#00158
Use CCTV analytics/AI to detect at-risk behaviour (loitering at platform ends, letting trains pass, trackside intrusion) and alert staff in real time — technically promising but without empirical evidence of reducing suicides in practice.
Parent issue
#00148 People in acute crisis reach platforms and trackside undetected, so few attempts are interrupted
Location
Description
Layer computer-vision analytics onto existing station/trackside CCTV to flag at-risk behaviour — prolonged loitering near the platform edge, letting multiple trains pass, trackside intrusion — and push real-time alerts to control-room and platform staff for intervention.
At-risk people currently pass unnoticed. Automated detection could extend limited human attention across many cameras and buy the seconds needed for a staff response.
Detection algorithms report promising technical metrics, but there is no empirical evidence that CCTV/AI detection reduces suicides in practice. Passive surveillance presence alone has not lowered deaths.
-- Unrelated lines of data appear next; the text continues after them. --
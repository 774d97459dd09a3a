//! Per-call contexts handed to action and getter implementations.
//!
//! Each action call and each getter evaluation gets a fresh context with a
//! fresh identity. Clones of one context share that identity.

use super::scope::ScopeHandle;
use super::{ModuleInfo, StoreInner};
use crate::dispatch::{
    CallOptions, Committer, Dispatcher, GetterSource, Pending, RawContext, RawGetterContext,
    StateSource,
};
use crate::error::StoreError;
use crate::identity::{Identity, IdentityKey};
use crate::tree::ModulePath;
use serde_json::Value;
use std::sync::Arc;

/// Live state view for one module.
pub struct ModuleStateView {
    store: Arc<StoreInner>,
    module: Arc<ModuleInfo>,
}

impl StateSource for ModuleStateView {
    fn state(&self) -> Value {
        self.store.module_state(&self.module)
    }

    fn root_state(&self) -> Value {
        self.store.root_state()
    }
}

#[derive(Clone)]
struct Binding {
    store: Arc<StoreInner>,
    module: Arc<ModuleInfo>,
    identity: Identity,
}

impl Binding {
    fn new(store: Arc<StoreInner>, module: Arc<ModuleInfo>) -> Self {
        Self {
            store,
            module,
            identity: Identity::new(),
        }
    }

    fn local(&self) -> ScopeHandle {
        ScopeHandle::new(Arc::clone(&self.store), Arc::clone(&self.module.scope))
    }

    fn root(&self) -> ScopeHandle {
        StoreInner::root_handle(&self.store)
    }

    fn states(&self) -> Arc<dyn StateSource> {
        Arc::new(ModuleStateView {
            store: Arc::clone(&self.store),
            module: Arc::clone(&self.module),
        })
    }
}

/// Context of one action call: local and root state, getters, commit and
/// dispatch. Local calls are resolved inside the module's namespace.
#[derive(Clone)]
pub struct ActionContext {
    binding: Binding,
}

impl ActionContext {
    pub(crate) fn new(store: Arc<StoreInner>, module: Arc<ModuleInfo>) -> Self {
        Self {
            binding: Binding::new(store, module),
        }
    }

    pub fn module_path(&self) -> &ModulePath {
        &self.binding.module.path
    }

    pub fn namespace(&self) -> &str {
        self.binding.module.scope.namespace()
    }

    pub fn state(&self) -> Value {
        self.binding.store.module_state(&self.binding.module)
    }

    pub fn root_state(&self) -> Value {
        self.binding.store.root_state()
    }

    /// Local getter by name.
    pub fn getter(&self, name: &str) -> Result<Value, StoreError> {
        self.binding.local().get(name)
    }

    /// Root getter by full dispatch key.
    pub fn root_getter(&self, key: &str) -> Result<Value, StoreError> {
        self.binding.root().get(key)
    }

    pub fn commit(&self, key: &str, payload: Value) -> Result<(), StoreError> {
        self.commit_with(key, payload, CallOptions::default())
    }

    pub fn commit_with(&self, key: &str, payload: Value, options: CallOptions) -> Result<(), StoreError> {
        self.binding.local().commit(key, payload, options)
    }

    pub fn dispatch(&self, key: &str, payload: Value) -> Pending {
        self.dispatch_with(key, payload, CallOptions::default())
    }

    pub fn dispatch_with(&self, key: &str, payload: Value, options: CallOptions) -> Pending {
        self.binding.local().dispatch(key, payload, options)
    }
}

impl RawGetterContext for ActionContext {
    fn identity(&self) -> Option<IdentityKey> {
        Some(self.binding.identity.key())
    }

    fn states(&self) -> Arc<dyn StateSource> {
        self.binding.states()
    }

    fn getters(&self) -> Arc<dyn GetterSource> {
        Arc::new(self.binding.local())
    }

    fn root_getters(&self) -> Arc<dyn GetterSource> {
        Arc::new(self.binding.root())
    }
}

impl RawContext for ActionContext {
    fn committer(&self) -> Arc<dyn Committer> {
        Arc::new(self.binding.local())
    }

    fn dispatcher(&self) -> Arc<dyn Dispatcher> {
        Arc::new(self.binding.local())
    }
}

/// Context of one getter evaluation: `(state, getters, root_state, root_getters)`.
#[derive(Clone)]
pub struct GetterContext {
    binding: Binding,
}

impl GetterContext {
    pub(crate) fn new(store: Arc<StoreInner>, module: Arc<ModuleInfo>) -> Self {
        Self {
            binding: Binding::new(store, module),
        }
    }

    pub fn module_path(&self) -> &ModulePath {
        &self.binding.module.path
    }

    pub fn state(&self) -> Value {
        self.binding.store.module_state(&self.binding.module)
    }

    pub fn root_state(&self) -> Value {
        self.binding.store.root_state()
    }

    /// Local getter by name.
    pub fn getter(&self, name: &str) -> Result<Value, StoreError> {
        self.binding.local().get(name)
    }

    /// Root getter by full dispatch key.
    pub fn root_getter(&self, key: &str) -> Result<Value, StoreError> {
        self.binding.root().get(key)
    }
}

impl RawGetterContext for GetterContext {
    fn identity(&self) -> Option<IdentityKey> {
        Some(self.binding.identity.key())
    }

    fn states(&self) -> Arc<dyn StateSource> {
        self.binding.states()
    }

    fn getters(&self) -> Arc<dyn GetterSource> {
        Arc::new(self.binding.local())
    }

    fn root_getters(&self) -> Arc<dyn GetterSource> {
        Arc::new(self.binding.root())
    }
}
Pilot on high-incidence stations with clear alert-to-response protocols; measure interventions and outcomes, not just detections; integrate with staff training — the human response is what acts.
Unproven effectiveness; false positives and alert fatigue; privacy and surveillance-ethics concerns; only as good as the human response it triggers. Should be trialled and evaluated, not rolled out as proven.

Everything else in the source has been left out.